If I were free to do so, I would reject both of these defense theories. In my view, the operating surgeon did not intentionally sever the wrong blood vessel, hence the decedent was indeed the victim of an accident; and the benign cyst did not cause decedent's death in any way. But I can grant relief to plaintiff only if the denial of coverage is shown to have been arbitrary or capricious, since the administrator of the plan had discretionary authority to determine eligibility for benefits. Metropolitan Life Ins. Co. v. Glenn, 128 S.Ct. 2343, 2348 (2008).

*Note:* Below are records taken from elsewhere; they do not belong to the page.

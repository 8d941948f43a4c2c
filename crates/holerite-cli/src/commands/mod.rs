//! Subcommands and the input handling they share.

pub mod config;
pub mod extract;
pub mod page;

use std::path::Path;

use tokio::io::AsyncReadExt;
use tracing::debug;

use holerite_core::models::config::HoleriteConfig;
use holerite_core::{is_pdf_content_type, HoleriteError};

/// Load configuration from `--config`, else the default file, else defaults.
pub fn load_config(config_path: Option<&str>) -> Result<HoleriteConfig, HoleriteError> {
    let path = match config_path {
        Some(path) => Path::new(path).to_path_buf(),
        None => {
            let default_path = config::default_config_path();
            if !default_path.exists() {
                return Ok(HoleriteConfig::default());
            }
            default_path
        }
    };

    debug!("Loading configuration from {}", path.display());
    HoleriteConfig::from_file(&path)
        .map_err(|e| HoleriteError::Config(format!("{}: {}", path.display(), e)))
}

/// Read document bytes from a file, or stdin when `input` is `-`.
///
/// A declared content type is checked first; absent means acceptable.
pub async fn read_input(input: &Path, content_type: Option<&str>) -> Result<Vec<u8>, HoleriteError> {
    if !is_pdf_content_type(content_type) {
        return Err(HoleriteError::UnsupportedContentType(
            content_type.unwrap_or_default().to_string(),
        ));
    }

    let data = if input == Path::new("-") {
        let mut data = Vec::new();
        tokio::io::stdin().read_to_end(&mut data).await?;
        data
    } else {
        if !input.exists() {
            return Err(HoleriteError::Io(std::io::Error::new(
                std::io::ErrorKind::NotFound,
                format!("input file not found: {}", input.display()),
            )));
        }
        tokio::fs::read(input).await?
    };

    debug!("Read {} bytes from {}", data.len(), input.display());
    Ok(data)
}
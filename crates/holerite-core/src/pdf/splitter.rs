//! Single-page document extraction.

use lopdf::Document;
use tracing::{debug, trace};

use super::{PageIndex, PdfExtractor, PdfProcessor, Result};
use crate::error::PdfError;

/// Build a standalone PDF holding only the page at `index` of `data`.
///
/// Fails with `PdfError::Parse`/`Encrypted` when `data` is not a usable PDF
/// and with `PdfError::PageOutOfRange` when the index is past the last page.
pub fn split_page(data: &[u8], index: PageIndex) -> Result<Vec<u8>> {
    let mut extractor = PdfExtractor::new();
    extractor.load(data)?;
    extractor.split_page(index)
}

/// Build a standalone PDF holding only the page at `index` of `doc`.
///
/// `doc` is left untouched; the other pages are removed from a copy, then
/// objects no longer reachable from the trailer are pruned.
pub fn split_document_page(doc: &Document, index: PageIndex, strip_outlines: bool) -> Result<Vec<u8>> {
    let pages = doc.get_pages();
    let page_count = pages.len() as u32;
    index.check(page_count)?;

    let keep = pages
        .keys()
        .nth(index.get())
        .copied()
        .ok_or(PdfError::PageOutOfRange {
            index: index.get(),
            page_count,
        })?;
    let others: Vec<u32> = pages.keys().copied().filter(|&n| n != keep).collect();

    let mut single = doc.clone();
    single.delete_pages(&others);

    if strip_outlines {
        if let Ok(catalog) = single.catalog_mut() {
            catalog.remove(b"Outlines");
        }
    }

    let pruned = single.prune_objects();
    trace!("Pruned {} unreachable objects", pruned.len());
    single.renumber_objects();

    let mut out = Vec::new();
    single
        .save_to(&mut out)
        .map_err(|e| PdfError::Save(e.to_string()))?;

    debug!(
        "Split page {} of {} into {} bytes",
        index.page_number(),
        page_count,
        out.len()
    );
    Ok(out)
}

The issue is not whether this Court agrees with the administrator's decision, but whether the defendant had a reasonable basis for that decision. Michaels v. Equitable Life Assur. Soc., 2009 WL 19344 (3d Cir. Jan. 5, 2009). The plan decision may be overturned only if it is "without reason, unsupported by substantial evidence or erroneous as a matter of law." Abnathya v Hoffman-LaRoche, Inc., 2 F.3d 40-45 (3d Cir. 1993).
The defendant finds support for its decision in such cases as Senkier v. Hartford Life & Accident Ins. Co., 948 F.2d 1050 (7th Cir. 1991)(Posner, J.). The sweeping language of that decision provides support for the decision here, notwithstanding the fact that, in the Senkier case the policy language actually excluded coverage for injuries suffered during medical treatment; and the reasoning of that case has been expressly rejected by the Fourth Circuit Court of Appeals. Whetsell v. Mutual Life Ins. Co., 669 F.2d 955, 957 (4th Cir. 1982); Griffiths v. Siemens Automotive, LP, 43 F.3d 1466 (4th Cir. 1994). In my view, where the courts of appeals are in disagreement on an issue, a decision one way or another cannot be regarded as arbitrary or capricious.
Plaintiff's motion for summary judgment will therefore be denied, and defendant's granted.